# Omar damages Divi little beach and Royal Islander on St Martin



## tombo (Oct 16, 2008)

This article says:

Two hotels — Divi Little Bay Beach Resort and Royal Islander Club — might close temporarily after heavy water and wind damage, said Robert Dubourcq, executive product manager for St. Maarten's Hospitality and Trade Association.

A disco and restaurant at the Caravanserai Resort were destroyed, and construction of 260 new rooms might be temporarily halted, he said.



http://news.yahoo.com/s/ap/20081016/ap_on_re_la_am_ca/tropical_weather


----------



## lifestylehvc (Oct 16, 2008)

The best part of that story was no death on the islands


----------



## caribbean (Oct 16, 2008)

I wonder how the beach bar at the end of the runway in ST Martin fared??? Anybody heard??


----------



## Sunterra (Oct 17, 2008)

Ground floor at Royal Palm Beach flooded, and end units at Flamingo took the brunt.


----------



## krmlaw (Oct 17, 2008)

caribbean said:


> I wonder how the beach bar at the end of the runway in ST Martin fared??? Anybody heard??



Its pretty much gone ...


----------



## tombo (Oct 17, 2008)

Does anyone know how the Belair beach Club held up? I have been searching the web and haven't seen it mentioned by name. I also haven't heard how bad the erosion at little bay beach was.
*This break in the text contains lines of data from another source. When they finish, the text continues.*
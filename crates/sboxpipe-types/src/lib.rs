//! Core domain types for the sboxpipe subscription pipeline.
//!
//! Everything here is plain data: serde-round-trippable structs and enums
//! shared by the fetch/parse/process/export stages, the event bus, and the
//! agent IPC client. No I/O happens in this crate.

use std::collections::BTreeMap;
use std::fmt;
use std::path::PathBuf;
use std::str::FromStr;
use std::time::Duration;

use chrono::{DateTime, Utc};
use serde::{Deserialize, Deserializer, Serialize, Serializer};
use serde_json::Value;

/// Duration fields in profile documents take either a humantime string
/// (`"30s"`, `"500ms"`, `"2m 30s"`) or a bare millisecond count.
pub fn deserialize_duration<'de, D>(deserializer: D) -> Result<Duration, D::Error>
where
    D: Deserializer<'de>,
{
    #[derive(Deserialize)]
    #[serde(untagged)]
    enum Raw {
        Human(String),
        Millis(u64),
    }

    match Raw::deserialize(deserializer)? {
        Raw::Human(text) => humantime::parse_duration(&text).map_err(|err| {
            serde::de::Error::custom(format!("invalid duration {text:?}: {err}"))
        }),
        Raw::Millis(ms) => Ok(Duration::from_millis(ms)),
    }
}

/// Written back as milliseconds so values survive a round trip through
/// [`deserialize_duration`].
pub fn serialize_duration<S>(duration: &Duration, serializer: S) -> Result<S::Ok, S::Error>
where
    S: Serializer,
{
    serializer.serialize_u64(duration.as_millis() as u64)
}

/// Proxy protocol of a parsed server.
///
/// Lowercase tokens on the wire. `Direct`, `Block`, `Dns` and `Urltest`
/// are virtual: they never dial a remote endpoint and may carry port 0.
#[derive(Debug, Clone, Copy, PartialEq, Eq, PartialOrd, Ord, Hash, Serialize, Deserialize)]
#[serde(rename_all = "lowercase")]
pub enum Protocol {
    Vless,
    Vmess,
    Trojan,
    Shadowsocks,
    Hysteria2,
    Tuic,
    Wireguard,
    Http,
    Socks,
    Direct,
    Block,
    Dns,
    Urltest,
}

impl Protocol {
    /// Virtual protocols are engine-internal outbounds, not real servers.
    pub fn is_virtual(self) -> bool {
        matches!(
            self,
            Protocol::Direct | Protocol::Block | Protocol::Dns | Protocol::Urltest
        )
    }

    pub fn as_str(self) -> &'static str {
        match self {
            Protocol::Vless => "vless",
            Protocol::Vmess => "vmess",
            Protocol::Trojan => "trojan",
            Protocol::Shadowsocks => "shadowsocks",
            Protocol::Hysteria2 => "hysteria2",
            Protocol::Tuic => "tuic",
            Protocol::Wireguard => "wireguard",
            Protocol::Http => "http",
            Protocol::Socks => "socks",
            Protocol::Direct => "direct",
            Protocol::Block => "block",
            Protocol::Dns => "dns",
            Protocol::Urltest => "urltest",
        }
    }
}

impl fmt::Display for Protocol {
    fn fmt(&self, f: &mut fmt::Formatter<'_>) -> fmt::Result {
        f.write_str(self.as_str())
    }
}

impl FromStr for Protocol {
    type Err = String;

    fn from_str(s: &str) -> Result<Self, Self::Err> {
        match s.to_ascii_lowercase().as_str() {
            "vless" => Ok(Protocol::Vless),
            "vmess" => Ok(Protocol::Vmess),
            "trojan" => Ok(Protocol::Trojan),
            // Clash and URI lists both spell shadowsocks as "ss".
            "shadowsocks" | "ss" => Ok(Protocol::Shadowsocks),
            "hysteria2" | "hy2" => Ok(Protocol::Hysteria2),
            "tuic" => Ok(Protocol::Tuic),
            "wireguard" | "wg" => Ok(Protocol::Wireguard),
            "http" => Ok(Protocol::Http),
            "socks" | "socks5" => Ok(Protocol::Socks),
            "direct" => Ok(Protocol::Direct),
            "block" => Ok(Protocol::Block),
            "dns" => Ok(Protocol::Dns),
            "urltest" => Ok(Protocol::Urltest),
            other => Err(format!("unknown protocol: {other}")),
        }
    }
}

/// Canonical in-memory server record used throughout the pipeline.
///
/// Created by parsers, mutated only by middleware and postprocessors,
/// discarded at the end of a pipeline run. The `meta` map preserves the
/// parser's original fields verbatim, including falsy values such as
/// WireGuard `mtu = 0`.
#[derive(Debug, Clone, PartialEq, Serialize, Deserialize)]
pub struct ParsedServer {
    pub protocol: Protocol,
    pub address: String,
    pub port: u16,
    /// Canonical display tag. Set only by tag normalization.
    #[serde(skip_serializing_if = "Option::is_none")]
    pub tag: Option<String>,
    #[serde(default)]
    pub meta: BTreeMap<String, Value>,
}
If anyone knows anything, please let me know.

Thanks,

Tom


----------



## CLIFFTOPS (Oct 17, 2008)

*belair beach*

belair held up well. the deck around the pool was destroyed but it was built not to withstand much of a surge so that is no surprise. two ground floor rooms on the divi end had water damage. lots of sand to clean up.


----------



## tombo (Oct 17, 2008)

CLIFFTOPS said:


> belair held up well. the deck around the pool was destroyed but it was built not to withstand much of a surge so that is no surprise. two ground floor rooms on the divi end had water damage. lots of sand to clean up.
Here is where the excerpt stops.